On The Record

ROCK

All Born Screaming
By St. Vincent

Annie Clark – better known as the shapeshifting triple-Grammy winning artrock experimentalist St. Vincent – finds herself stepping away from alter egos and getting personal as she digs deeper searching for her own sonic vocabulary on the self-produced seventh studio album, All Born Screaming.

Consistently defying expectations and never known to run the same play twice, St. Vincent’s vocals and guitar playing (she is regularly listed among the top guitarists of the 21st century by multiple publications) are at their most expressive and distorted best throughout on what’s her heaviest sounding record yet.

On opener Hell Is Near and follow up Reckless, both sound raw and essential with sections that smoothly show off ethereally sparse and then decadently lavish production.

Her vocals are bold, self-assured but with a restless urgency on the sleazy and groove-heavy Broken Man and Flea, that sound effectually weighty thanks to Dave Grohl pummelling the drums on both tracks.

It’s hard not to imagine Violent Times scoring the background of an upcoming Bond movie with its orchestral grandness. While the dazed apocalyptic ballad The Power’s Out (a personal favourite) sounds like a spiritual successor to Bowie’s stunningly incandescent Five Years.

ROCK

Can We Please Have Fun
By Kings Of Leon

Kings of Leon are back and most definitely having fun again! Its discernibly heard all over their ninth studio album fittingly titled Can We Please Have Fun. Hailing from Nashville, Tennessee, the Followill brothers (cousin Matt included) have been on the rock scene for over two decades.

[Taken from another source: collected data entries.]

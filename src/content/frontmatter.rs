//! Front-matter splitting for collection entries.
//!
//! An entry file starts with a YAML block fenced by `---` lines, followed by
//! the free-text body:
//!
//! ```text
//! ---
//! name: Ada Lovelace
//! role: Engineer
//! ---
//! Ada writes the compilers.
//! ```
//!
//! A file without an opening fence is all body and has empty front-matter.

use super::error::ContentError;
use serde_json::{Map, Value};
use std::path::Path;

const FENCE: &str = "---";

/// A content file split into its two parts.
#[derive(Debug, Clone, PartialEq, Eq)]
pub struct Split<'a> {
    pub front_matter: &'a str,
    pub body: &'a str,
}

/// Split `source` at the front-matter fences.
pub fn split<'a>(source: &'a str, path: &Path) -> Result<Split<'a>, ContentError> {
    let source = source.strip_prefix('\u{feff}').unwrap_or(source);

    let Some(rest) = strip_fence_line(source) else {
        return Ok(Split {
            front_matter: "",
            body: source,
        });
    };

    let mut offset = 0;
    for line in rest.split_inclusive('\n') {
        if line.trim_end() == FENCE {
            return Ok(Split {
                front_matter: &rest[..offset],
                body: &rest[offset + line.len()..],
            });
        }
        offset += line.len();
    }

    Err(ContentError::FrontMatter {
        path: path.to_path_buf(),
        reason: "missing closing `---`".into(),
    })
}

/// Parse front-matter YAML into a JSON value for schema validation.
///
/// Empty front-matter is an empty object.
pub fn parse(front_matter: &str, path: &Path) -> Result<Value, ContentError> {
    if front_matter.trim().is_empty() {
        return Ok(Value::Object(Map::new()));
    }
    let value: Value = serde_yaml::from_str(front_matter)
        .map_err(|err| ContentError::Yaml(path.to_path_buf(), err))?;
    Ok(match value {
        Value::Null => Value::Object(Map::new()),
        other => other,
    })
}

/// Assemble a file from serialized YAML and a body.
pub fn join(front_matter: &str, body: &str) -> String {
    let mut out = String::with_capacity(front_matter.len() + body.len() + 8);
    out.push_str(FENCE);
    out.push('\n');
    out.push_str(front_matter);
    if !front_matter.is_empty() && !front_matter.ends_with('\n') {
        out.push('\n');
    }
    out.push_str(FENCE);
    out.push('\n');
    out.push_str(body);
    out
}

/// Strip an opening `---` line, returning the remainder.
fn strip_fence_line(source: &str) -> Option<&str> {
    let rest = source.strip_prefix(FENCE)?;
    rest.strip_prefix("\r\n").or_else(|| rest.strip_prefix('\n'))
}

#[cfg(test)]
mod tests {
    use super::*;
    use serde_json::json;

    fn p() -> &'static Path {
        Path::new("ada.mdoc")
    }

    #[test]
    fn test_split_with_front_matter() {
        let source = "---\nname: Ada\n---\nBody text\n";
        let split = split(source, p()).unwrap();

        assert_eq!(split.front_matter, "name: Ada\n");
        assert_eq!(split.body, "Body text\n");
    }

    #[test]
    fn test_split_crlf() {
        let source = "---\r\nname: Ada\r\n---\r\nBody";
        let split = split(source, p()).unwrap();

        assert_eq!(split.front_matter, "name: Ada\r\n");
        assert_eq!(split.body, "Body");
    }

    #[test]
    fn test_split_without_front_matter() {
        let split = split("Just a body", p()).unwrap();

        assert_eq!(split.front_matter, "");
        assert_eq!(split.body, "Just a body");
    }

    #[test]
    fn test_split_empty_front_matter() {
        let split = split("---\n---\nBody", p()).unwrap();
        assert_eq!(split.front_matter, "");
        assert_eq!(split.body, "Body");
    }

    #[test]
    fn test_split_body_divider_is_kept() {
        let source = "---\nname: Ada\n---\nIntro\n\n---\n\nMore";
        let split = split(source, p()).unwrap();
        assert_eq!(split.body, "Intro\n\n---\n\nMore");
    }

    #[test]
    fn test_split_unclosed_is_error() {
        let err = split("---\nname: Ada\n", p()).unwrap_err();
        assert!(matches!(err, ContentError::FrontMatter { .. }));
    }

    #[test]
    fn test_parse_yaml() {
        let value = parse("name: Ada\nrole: 42\n", p()).unwrap();
        assert_eq!(value, json!({ "name": "Ada", "role": 42 }));
    }

    #[test]
    fn test_parse_empty_is_object() {
        assert_eq!(parse("", p()).unwrap(), json!({}));
        assert_eq!(parse("# only a comment\n", p()).unwrap(), json!({}));
    }

    #[test]
    fn test_parse_invalid_yaml() {
        assert!(matches!(
            parse("name: [unclosed", p()),
            Err(ContentError::Yaml(..))
        ));
    }

    #[test]
    fn test_join_then_split() {
        let file = join("name: Ada\n", "Bio\n");
        assert_eq!(file, "---\nname: Ada\n---\nBio\n");

        let split = split(&file, p()).unwrap();
        assert_eq!(split.front_matter, "name: Ada\n");
        assert_eq!(split.body, "Bio\n");
    }
}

Helping breathe new life on their latest showing is pop-leaning producer Kid Harpoon, a frequent collaborator with Harry Styles, Florence & The Machine and others.

Wind chimes ring softly in the distance on opener Ballerina Radio; it’s accompanied with synths and a propulsive bassline laid down by nifty bassist Jared. This smoothly transitions into next track – Rainbow Ball, where frontman Caleb sounds his ‘honey over gravel’ best while singing “only good vibrations at the rainbow ball, sweet vibration!” on the chorus.

On the groovy bop Nowhere to Run the entire band sound great over a bouncy funk bassline. They then switch gears into their classic garage-rock finest for Mustang.

The mellow country-tinged Ease Me On oozes a tranquil and joyous feeling. While the outstanding closer Seen evokes feelings reminiscent to the end credits rolling post a really good movie.